In viaggio sul fiume Limpopo con Dan Halter

La Fondazione Filiberto e Bianca Menna e il Lavatoio Contumaciale, in collaborazione con Osart Gallery di Milano e con l’Arci Nazionale, presentano un’antologica dell’artista africano (Zimbabwe, 1977) dal titolo «Look to Windward», nella sede romana della Fondazione, già Archivio Tomaso Binga

Il lavoro di Halter esplora i confini geografici, il fenomeno migratorio e altri temi politici e sociali come il razzismo e le persistenti conseguenze del colonialismo, attraverso una rielaborazione in chiave concettuale dei materiali appartenenti alla tradizione popolare e ponendo un forte accento sul loro valore simbolico. Intrecciando testo e tessuto, storia e materia, la sua poetica tesse trama e ordito di un’arte che indaga l’ingerenza dei poteri stranieri nelle politiche statali e le conseguenti profonde fratture che caratterizzano la nostra contemporaneità. Brandelli di carta, elenchi telefonici, buste di plastica, banconote, o loro ingrandimenti, insieme all’uso delle parole, pagine e pagine di testi classici o veri e propri messaggi cifrati, definiscono la grammatica di un linguaggio che si articola intorno alle realtà passate e presenti dell’Africa meridionale. Alla Fondazione Menna fino al 10 marzo.

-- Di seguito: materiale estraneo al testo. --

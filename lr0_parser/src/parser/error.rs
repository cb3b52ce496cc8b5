use thiserror::Error;

use crate::parser::{StateId, Symbol};

/// The grammar cannot be turned into a parse table.
#[derive(Clone, Debug, PartialEq, Eq, Error)]
pub enum GrammarError {
    #[error("start symbol {0} is a terminal")]
    TerminalStart(Symbol),
    #[error("start symbol {0} has no production")]
    UndefinedStart(Symbol),
    #[error("production {0} has a terminal on its left-hand side")]
    TerminalLhs(String),
    #[error("production of {0} has an empty right-hand side")]
    EmptyProduction(Symbol),
    #[error("non-terminal {0} used in {1} has no production")]
    UndefinedNonTerminal(Symbol, String),
    #[error("non-terminal {0} derives itself through unit productions")]
    UnitCycle(Symbol),
}

/// Errors raised while parsing a symbol stream.
/// Nothing here touches the shared tables, another parse can always be started.
#[derive(Clone, Debug, PartialEq, Eq, Error)]
pub enum ParseError {
    #[error("unexpected symbol {symbol} in state {state}")]
    UnexpectedSymbol { symbol: Symbol, state: StateId },
    #[error("input ended in state {state} before the start symbol was reduced")]
    UnexpectedEnd { state: StateId },
    #[error("unexpected {symbol} after the end of the parse")]
    TrailingInput { symbol: Symbol },
    #[error("empty input")]
    EmptyInput,
    #[error("cannot reduce {count} nodes into {label}: not enough nodes")]
    TreeUnderflow { label: Symbol, count: usize },
}
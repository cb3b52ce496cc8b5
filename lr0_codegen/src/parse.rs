use syn::{braced, Ident, LitStr, Result, Token};
use syn::parse::{Parse, ParseStream};

pub enum GrammarToken {
    Terminal(String),
    NonTerminal(Ident),
}

impl Parse for GrammarToken {
    fn parse(input: ParseStream) -> Result<Self> {
        let next = input.lookahead1();
        let res = if next.peek(Token![<]) {
            input.parse::<Token![<]>()?;
            let name: Ident = input.parse()?;
            input.parse::<Token![>]>()?;
            GrammarToken::NonTerminal(name)
        } else if next.peek(LitStr) {
            let lit: LitStr = input.parse()?;
            GrammarToken::Terminal(lit.value())
        } else if next.peek(Ident) {
            let name: Ident = input.parse()?;
            GrammarToken::Terminal(name.to_string())
        } else {
            return Err(next.error());
        };
        Ok(res)
    }
}

pub struct GrammarRule(pub Vec<GrammarToken>);

impl Parse for GrammarRule {
    fn parse(input: ParseStream) -> Result<Self> {
        let mut tokens: Vec<GrammarToken> = vec![];

        loop {
            if input.peek(Token![|]) || input.peek(Token![;]) {
                break
            }
            tokens.push(input.parse()?);
        }

        Ok(GrammarRule(tokens))
    }
}

pub struct GrammarDefinition {
    pub name: Ident,
    pub rules: Vec<GrammarRule>
}

impl Parse for GrammarDefinition {
    fn parse(input: ParseStream) -> Result<Self> {
        input.parse::<Token![<]>()?;
        let name: Ident = input.parse()?;
        input.parse::<Token![>]>()?;
        input.parse::<Token![=]>()?;

        let mut defs = vec![];
        loop {
            defs.push(input.parse::<GrammarRule>()?);

            let next = input.lookahead1();

            if next.peek(Token![;]) {
                input.parse::<Token![;]>()?;
                break
            }
            input.parse::<Token![|]>()?;
        }

        Ok(GrammarDefinition {
            name,
            rules: defs,
        })
    }
}

impl GrammarDefinition {
    fn parse_within(input: ParseStream) -> Result<Vec<Self>> {
        let mut defs = Vec::new();
        while !input.is_empty() {
            defs.push(input.parse::<GrammarDefinition>()?);
        }
        Ok(defs)
    }
}

/// `name = { <A> = ...; <B> = ...; }`, the first definition is the start symbol.
pub struct Grammar {
    pub name: Ident,
    pub defs: Vec<GrammarDefinition>,
}

impl Parse for Grammar {
    fn parse(input: ParseStream) -> Result<Self> {
        let name: Ident = input.parse()?;
        input.parse::<Token![=]>()?;
        let content;
        braced!(content in input);

        let defs = content.call(GrammarDefinition::parse_within)?;
        Ok(Grammar {
            name, defs
        })
    }
}

pub struct Grammars(pub Vec<Grammar>);

impl Parse for Grammars {
    fn parse(input: ParseStream) -> Result<Self> {
        let mut defs = Vec::new();
        while !input.is_empty() {
            defs.push(input.parse::<Grammar>()?);
        }
        Ok(Grammars(defs))
    }
}
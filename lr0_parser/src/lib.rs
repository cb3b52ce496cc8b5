pub mod parser;
pub mod scanner;
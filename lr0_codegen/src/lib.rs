extern crate proc_macro;

use proc_macro::TokenStream;

use lr0_parser::parser::{Lr0Table, Symbol};
use proc_macro2::Span;
use quote::{quote, quote_spanned};
use syn::{Ident, parse_macro_input};

use crate::parse::{Grammar, GrammarDefinition, Grammars, GrammarToken};

mod parse;

fn to_symbol(token: &GrammarToken) -> Symbol {
    match token {
        GrammarToken::Terminal(name) => Symbol::terminal(name.as_str()),
        GrammarToken::NonTerminal(name) => Symbol::non_terminal(name.to_string()),
    }
}

fn generate_errors(errors: Vec<(Span, String)>) -> proc_macro2::TokenStream {
    let errors = errors.into_iter().map(|(span, descr)| {
        quote_spanned! {
            span => compile_error!(#descr);
        }
    });
    quote! {
        #(#errors)*
        unimplemented!()
    }
}

/// Returns the code that builds the grammar and its table, or the `compile_error!`s to emit.
fn generate_parser_code(grammar: &Grammar) -> Result<(proc_macro2::TokenStream, proc_macro2::TokenStream), proc_macro2::TokenStream> {
    let nonterminal_names: Vec<&Ident> = grammar.defs.iter().map(|x| &x.name).collect();

    let mut errors = Vec::new();
    for def in grammar.defs.iter() {
        for rule in def.rules.iter() {
            for token in rule.0.iter() {
                if let GrammarToken::NonTerminal(name) = token {
                    if !nonterminal_names.contains(&name) {
                        errors.push((name.span(), format!("Cannot find NonTerminal {}", name)));
                    }
                }
            }
        }
    }

    let start: &GrammarDefinition = match grammar.defs.first() {
        Some(x) => x,
        None => {
            errors.push((grammar.name.span(), "Empty grammar".to_owned()));
            return Err(generate_errors(errors));
        }
    };

    if !errors.is_empty() {
        return Err(generate_errors(errors));
    }

    let productions = grammar.defs.iter().flat_map(|def| {
        def.rules.iter().map(move |rule| {
            (Symbol::non_terminal(def.name.to_string()), rule.0.iter().map(to_symbol).collect::<Vec<_>>())
        })
    });

    // The grammar is validated and the tables built now, the generated code only rebuilds them.
    match lr0_parser::parser::Grammar::new(Symbol::non_terminal(start.name.to_string()), productions) {
        Ok(real_grammar) => {
            let table = Lr0Table::new(&real_grammar);
            Ok((real_grammar.to_raw_code(), table.to_raw_code()))
        },
        Err(e) => Err(generate_errors(vec![(grammar.name.span(), e.to_string())])),
    }
}

fn generate_grammar_code(grammar: &Grammar) -> proc_macro2::TokenStream {
    let (grammar_code, table_code) = match generate_parser_code(grammar) {
        Ok(x) => x,
        Err(errors) => (errors, quote!(unimplemented!())),
    };

    let name = &grammar.name;

    quote! {
        mod #name {
            pub fn grammar() -> ::lr0_parser::parser::Grammar {
                #grammar_code
            }

            pub fn table() -> ::lr0_parser::parser::Lr0Table {
                #table_code
            }

            pub fn create_parser() -> ::lr0_parser::parser::Lr0Parser {
                ::lr0_parser::parser::Lr0Parser::from_raw(grammar(), table())
            }
        }
    }
}

/// Declares one or more grammars, each one becomes a module with `grammar()`, `table()` and
/// `create_parser()`.
///
/// ```ignore
/// lr0_grammar!(
/// lang = {
///     <S> = <B> eof;
///     <B> = <B> <A> | x;
///     <A> = y | "+";
/// }
/// );
/// ```
///
/// `<X>` is a non-terminal, identifiers and string literals are terminals.
#[proc_macro]
pub fn lr0_grammar(item: TokenStream) -> TokenStream {
    let ast: Grammars = parse_macro_input!(item as Grammars);

    let codes = ast.0.iter().map(generate_grammar_code);

    quote!(
        #(#codes)*
    ).into()
}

La mostra è stata pensata come una grande distesa d’acqua da cui emergono due figure significative: «Cross the River in a Crowd and the Crocodile Won’t Eat You» (2019) e «Kuzvuva Dumbu» (2019). Il pavimento della Fondazione diventa al contempo luogo di accoglienza e, a un’analisi più approfondita, luogo di pericolo, quello in cui incorrono molte persone e animali nei pressi dei crocodile rivers sudafricani.
L’acqua a cui alludo in questa mostra è in realtà il fiume Limpopo che forma un confine naturale tra lo Zimbabwe e il Sudafrica. Per attraversare illegalmente questo confine, come hanno fatto e continuano a fare tantissimi cittadini dello Zimbabwe, costretti a fuggire senza avere i documenti necessari, bisogna superare questa barriera geografica. Riferendosi ai pericoli connessi, un proverbio africano recita: «Attraversa il fiume insieme alla folla e il coccodrillo non ti mangerà». Ma il rischio non è solo quello di incontrare un coccodrillo nel fiume. «Amgumaguma» (noto anche come «Maguma guma» o «Guma Guma») è un termine usato per descrivere i teppisti violenti che depredano questi migranti vulnerabili, derubandoli, stuprandoli e talvolta uccidendoli.

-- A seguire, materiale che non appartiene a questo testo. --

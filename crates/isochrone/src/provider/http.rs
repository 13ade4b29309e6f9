//! HTTP client abstraction for testability.

use std::time::Duration;

use tracing::{debug, trace};

use crate::error::ProviderError;

/// Blocking HTTP GET.
///
/// Providers take any implementation so tests can inject canned responses.
pub trait HttpClient {
    /// Fetch `url` and return the body; non-2xx statuses are errors.
    fn get(&self, url: &str) -> Result<Vec<u8>, ProviderError>;
}

impl<T: HttpClient + ?Sized> HttpClient for &T {
    fn get(&self, url: &str) -> Result<Vec<u8>, ProviderError> {
        (**self).get(url)
    }
}

/// Default request timeout.
pub const DEFAULT_TIMEOUT_SECS: u64 = 30;

/// Real HTTP client implementation using reqwest.
#[derive(Clone, Debug)]
pub struct ReqwestClient {
    client: reqwest::blocking::Client,
}

impl ReqwestClient {
    pub fn new() -> Result<Self, ProviderError> {
        Self::with_timeout(DEFAULT_TIMEOUT_SECS)
    }

    pub fn with_timeout(timeout_secs: u64) -> Result<Self, ProviderError> {
        let client = reqwest::blocking::Client::builder()
            .timeout(Duration::from_secs(timeout_secs))
            .user_agent(concat!("isochrone/", env!("CARGO_PKG_VERSION")))
            .build()
            .map_err(|e| ProviderError::Http(format!("failed to create HTTP client: {e}")))?;
        Ok(Self { client })
    }
}

impl HttpClient for ReqwestClient {
    fn get(&self, url: &str) -> Result<Vec<u8>, ProviderError> {
        debug!(url = redact(url), "GET");
        let response = self
            .client
            .get(url)
            .send()
            .map_err(|e| ProviderError::Http(format!("request failed: {e}")))?;

        let status = response.status();
        if !status.is_success() {
            return Err(ProviderError::Http(format!(
                "HTTP {} from {}",
                status,
                redact(url)
            )));
        }

        let body = response
            .bytes()
            .map(|b| b.to_vec())
            .map_err(|e| ProviderError::Http(format!("failed to read response: {e}")))?;
        trace!(bytes = body.len(), "response");
        Ok(body)
    }
}

/// Drop credentials from a URL before it reaches logs or error messages.
pub(crate) fn redact(url: &str) -> String {
    let Some((base, query)) = url.split_once('?') else {
        return url.to_string();
    };
    let kept: Vec<String> = query
        .split('&')
        .map(|kv| match kv.split_once('=') {
            Some((k, _)) if matches!(k, "key" | "signature" | "client") => format!("{k}=***"),
            _ => kv.to_string(),
        })
        .collect();
    format!("{base}?{}", kept.join("&"))
}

A simboleggiare i migranti, le economiche borse di plastica di fabbricazione cinese che in molti miei lavori le donne portano sopra la testa e di cui sono vestite. Queste borse sono spesso etichettate con nomi dispregiativi, utilizzati per descrivere la demografia degli immigrati di una particolare regione. Ad esempio, vengono chiamate borse «Ghana Must Go» in Nigeria, da quando i ghanesi, agli inizi degli anni Ottanta, sono stati espulsi con la forza e hanno usato queste borse per fuggire con i loro averi. Vengono definite «borse del Bangladesh» a Londra, «Polen Tasche» o «Türken Koffer» in Germania e «borse Shangaan» o «Zimbabwe» in Sudafrica.

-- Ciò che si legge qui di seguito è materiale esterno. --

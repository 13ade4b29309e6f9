//! HMAC-SHA1 URL signing for Google Maps business accounts.
//!
//! The signature covers `path?query` only and is appended as
//! `&signature=<url-safe base64>`.

use base64::engine::general_purpose::URL_SAFE;
use base64::Engine;
use hmac::{Hmac, Mac};
use sha1::Sha1;

use super::credentials::ConfigError;

type HmacSha1 = Hmac<Sha1>;

/// Decode a url-safe base64 signing key.
pub(crate) fn decode_key(crypto_key: &str) -> Result<Vec<u8>, ConfigError> {
    URL_SAFE
        .decode(crypto_key.trim())
        .map_err(|e| ConfigError::InvalidKey(e.to_string()))
}

/// Keyed signer; cloned per request.
#[derive(Clone)]
pub struct UrlSigner {
    mac: HmacSha1,
}

impl UrlSigner {
    pub fn new(crypto_key: &str) -> Result<Self, ConfigError> {
        let key = decode_key(crypto_key)?;
        let mac = HmacSha1::new_from_slice(&key).map_err(|e| ConfigError::InvalidKey(e.to_string()))?;
        Ok(Self { mac })
    }

    /// Url-safe base64 HMAC-SHA1 of `data`.
    pub fn signature(&self, data: &str) -> String {
        let mut mac = self.mac.clone();
        mac.update(data.as_bytes());
        URL_SAFE.encode(mac.finalize().into_bytes())
    }

    /// Append `&signature=` computed over the path and query of `url`.
    pub fn sign(&self, url: &str) -> String {
        let sig = self.signature(path_and_query(url));
        format!("{url}&signature={sig}")
    }
}

impl std::fmt::Debug for UrlSigner {
    fn fmt(&self, f: &mut std::fmt::Formatter<'_>) -> std::fmt::Result {
        f.write_str("UrlSigner { .. }")
    }
}

/// `/path?query` portion of an absolute URL.
fn path_and_query(url: &str) -> &str {
    let after_scheme = url.find("://").map_or(0, |i| i + 3);
    match url[after_scheme..].find('/') {
        Some(i) => &url[after_scheme + i..],
        None => "",
    }
}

Mutuando l’ispirazione da un’antica usanza popolare, lei ha messo a punto una tecnica esclusiva che le permette di traslare in chiave artistica e contemporanea l’arte della tessitura, generando nuovi intrecci pregni di concettualismo e stringendo un patto con la storia, pur narrandola da una prospettiva assolutamente attuale.
La tessitura con erba e canne è un mestiere tradizionale, largamente praticato nello Zimbabwe. I prodotti che ne derivano a volte includono brevi testi, come le parole «Nessuno è perfetto» intrecciate su una ciotola che ho acquistato e che è stata d’ispirazione per la mia personale versione della tessitura che realizzo usando la carta. Con essa creo mappe dello Zimbabwe, banconote, elenchi telefonici e libri classici. Inizialmente tessevo insieme due elementi differenti ma poi, nel corso del tempo, ho iniziato a tessere insieme due copie dello stesso contenuto, così da creare una nuova versione, ancora leggibile, ma caratterizzata da una sorta di slittamento della trama, come se intervenisse nel lavoro un glitch analogico.

Storicamente, la tessitura ha aperto la strada al primo telaio automatizzato di J.M. Jacquard e questo a sua volta ha portato Charles Babbage a creare le basi per il moderno computer. Questo gioco tra analogico e digitale è la spina dorsale della tecnica che utilizzo per gran parte del mio lavoro di tessitura in cui testo, tessuto e trama sono componenti fondamentali. Lingua, storia e modelli, in particolare quelli relativi all’Africa meridionale, informano la mia pratica artistica che indaga fenomeni culturali come il razzismo, la migrazione e le persistenti conseguenze del colonialismo. Fin dalla mia prima mostra, ho lavorato su testi per me rilevanti, classici come
La fattoria degli animali di George Orwell e Cuore di tenebra di Joseph Conrad, ma anche testi ideologici come il Manifesto del Partito Comunista di Karl Marx e Il contratto sociale di Jean-Jacques Rousseau.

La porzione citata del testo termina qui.